Phosphoinositide-3-kinase/akt - dependent signaling is required for maintenance of [Ca2+]i, I Ca, and Ca2+ transients in HL-1 cardiomyocytes
1 Departments of Surgery, James H. Quillen College of Medicine, East Tennessee State Universitycpr, Johnson City, TN, 37614, USA
2 Departments of Biomedical Science, James H. Quillen College of Medicine, East Tennessee State University, Johnson City, TN, 37614, USA
3 Department of Physiology/Biomedical Science, James H. Quillen College of Medicine, East Tennessee State University, P.O. Box 70,576, Johnson City, TN, 37614-1708, USA
Journal of Biomedical Science 2012, 19:59 doi:10.1186/1423-0127-19-59Published: 20 June 2012
The phosphoinositide 3-kinases (PI3K/Akt) dependent signaling pathway plays an important role in cardiac function, specifically cardiac contractility.
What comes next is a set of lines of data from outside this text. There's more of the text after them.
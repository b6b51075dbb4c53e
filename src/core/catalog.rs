use crate::core::parser::FieldParser;
use crate::domain::model::{Course, CourseDetails, CourseSummary, LoadReport, Lookup, ResolvedPrerequisite};
use crate::domain::ports::LineSource;
use crate::utils::error::Result;
use std::collections::HashMap;

/// Trim + uppercase. Catalog keys are always stored in this form.
pub fn normalize_id(raw: &str) -> String {
    raw.trim().to_uppercase()
}

/// In-memory course graph keyed by normalized course ID.
#[derive(Debug, Clone, Default)]
pub struct Catalog {
    courses: HashMap<String, Course>,
    parser: FieldParser,
}

impl Catalog {
    pub fn new() -> Self {
        Self::default()
    }

    pub fn with_parser(parser: FieldParser) -> Self {
        Self {
            courses: HashMap::new(),
            parser,
        }
    }

    pub fn len(&self) -> usize {
        self.courses.len()
    }

    pub fn is_empty(&self) -> bool {
        self.courses.is_empty()
    }

    pub fn get(&self, id: &str) -> Option<&Course> {
        self.courses.get(&normalize_id(id))
    }

    /// Reads every line from `source` first; only then is the current
    /// catalog replaced. A read failure leaves it untouched.
    pub fn load<S: LineSource>(&mut self, source: &S, path: &str) -> Result<LoadReport> {
        let lines = match source.read_lines(path) {
            Ok(lines) => lines,
            Err(e) => {
                tracing::warn!("Failed to read catalog source '{}': {}", path, e);
                return Err(e);
            }
        };

        let report = self.load_lines(lines);
        tracing::info!(
            "✅ Loaded {} courses from {} ({} warnings)",
            report.courses,
            path,
            report.warnings.len()
        );
        Ok(report)
    }

    pub fn load_str(&mut self, content: &str) -> LoadReport {
        self.load_lines(content.lines())
    }

    /// Clears the catalog and rebuilds it from `lines`. Line numbers in
    /// warnings are 1-based and count blank lines.
    pub fn load_lines<I, L>(&mut self, lines: I) -> LoadReport
    where
        I: IntoIterator<Item = L>,
        L: AsRef<str>,
    {
        self.courses.clear();
        let mut report = LoadReport::default();

        for (index, line) in lines.into_iter().enumerate() {
            let line_number = index + 1;
            report.lines_read = line_number;
            if let Some(warning) = self.apply_line(line_number, line.as_ref()) {
                tracing::debug!("{}", warning);
                report.warnings.push(warning);
            }
        }

        report.courses = self.courses.len();
        report
    }

    fn apply_line(&mut self, line_number: usize, line: &str) -> Option<String> {
        if line.trim().is_empty() {
            return None;
        }

        let fields = self.parser.parse_line(line);
        if fields.len() < 2 {
            return Some(format!("Line {} skipped: fewer than 2 fields", line_number));
        }

        let id = normalize_id(&fields[0]);
        if id.is_empty() {
            return Some(format!("Line {} skipped: empty course ID", line_number));
        }

        let title = &fields[1];
        let warning = title
            .is_empty()
            .then(|| format!("Line {} has empty title for course {}", line_number, id));

        let prerequisites: Vec<String> = fields[2..]
            .iter()
            .map(|field| normalize_id(field))
            .filter(|prereq| !prereq.is_empty())
            .collect();

        let course = self.get_or_insert(&id);
        if !title.is_empty() {
            course.title = title.clone();
        }
        course.prerequisites.extend(prerequisites.iter().cloned());

        for prereq in prerequisites {
            self.get_or_insert(&prereq);
        }

        warning
    }

    fn get_or_insert(&mut self, id: &str) -> &mut Course {
        self.courses.entry(id.to_string()).or_insert_with(|| {
            tracing::debug!("Creating placeholder for {}", id);
            Course::placeholder(id)
        })
    }

    /// Titled courses sorted by ID. Placeholders are never listed.
    pub fn list(&self) -> Vec<CourseSummary> {
        let mut summaries: Vec<CourseSummary> = self
            .courses
            .values()
            .filter(|course| !course.is_placeholder())
            .map(|course| CourseSummary {
                id: course.id.clone(),
                title: course.title.clone(),
            })
            .collect();
        summaries.sort_by(|a, b| a.id.cmp(&b.id));
        summaries
    }

    pub fn lookup(&self, query: &str) -> Lookup {
        let id = normalize_id(query);
        if id.is_empty() {
            return Lookup::InvalidQuery;
        }

        let course = match self.courses.get(&id) {
            Some(course) if !course.is_placeholder() => course,
            _ => return Lookup::NotFound { id },
        };

        let prerequisites = course
            .prerequisites
            .iter()
            .map(|prereq_id| ResolvedPrerequisite {
                id: prereq_id.clone(),
                title: self
                    .courses
                    .get(prereq_id)
                    .filter(|prereq| !prereq.is_placeholder())
                    .map(|prereq| prereq.title.clone()),
            })
            .collect();

        Lookup::Found(CourseDetails {
            id: course.id.clone(),
            title: course.title.clone(),
            prerequisites,
        })
    }
}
We have reported that sepsis decreases myocardial Akt activation, which correlates with cardiac dysfunction in sepsis. We also reported that preventing sepsis induced changes in myocardial Akt activation ameliorates cardiovascular dysfunction. In this study we investigated the role of PI3K/Akt on cardiomyocyte function by examining the role of PI3K/Akt-dependent signaling on [Ca2+]i, Ca2+ transients and membrane Ca2+ current, ICa, in cultured murine HL-1 cardiomyocytes. LY294002 (1–20 μM), a specific PI3K inhibitor, dramatically decreased HL-1 [Ca2+]i, Ca2+ transients and ICa. We also examined the effect of PI3K isoform specific inhibitors, i.e. α (PI3-kinase α inhibitor 2; 2–8 nM); β (TGX-221; 100 nM) and γ (AS-252424; 100 nM), to determine the contribution of specific isoforms to HL-1 [Ca2+]i regulation. Pharmacologic inhibition of each of the individual PI3K isoforms significantly decreased [Ca2+]i, and inhibited Ca2+ transients. Triciribine (1–20 μM), which inhibits AKT downstream of the PI3K pathway, also inhibited [Ca2+]i, and Ca2+ transients and ICa. We conclude that the PI3K/Akt pathway is required for normal maintenance of [Ca2+]i in HL-1 cardiomyocytes. Thus, myocardial PI3K/Akt-PKB signaling sustains [Ca2+]i required for excitation-contraction coupling in cardiomyoctyes.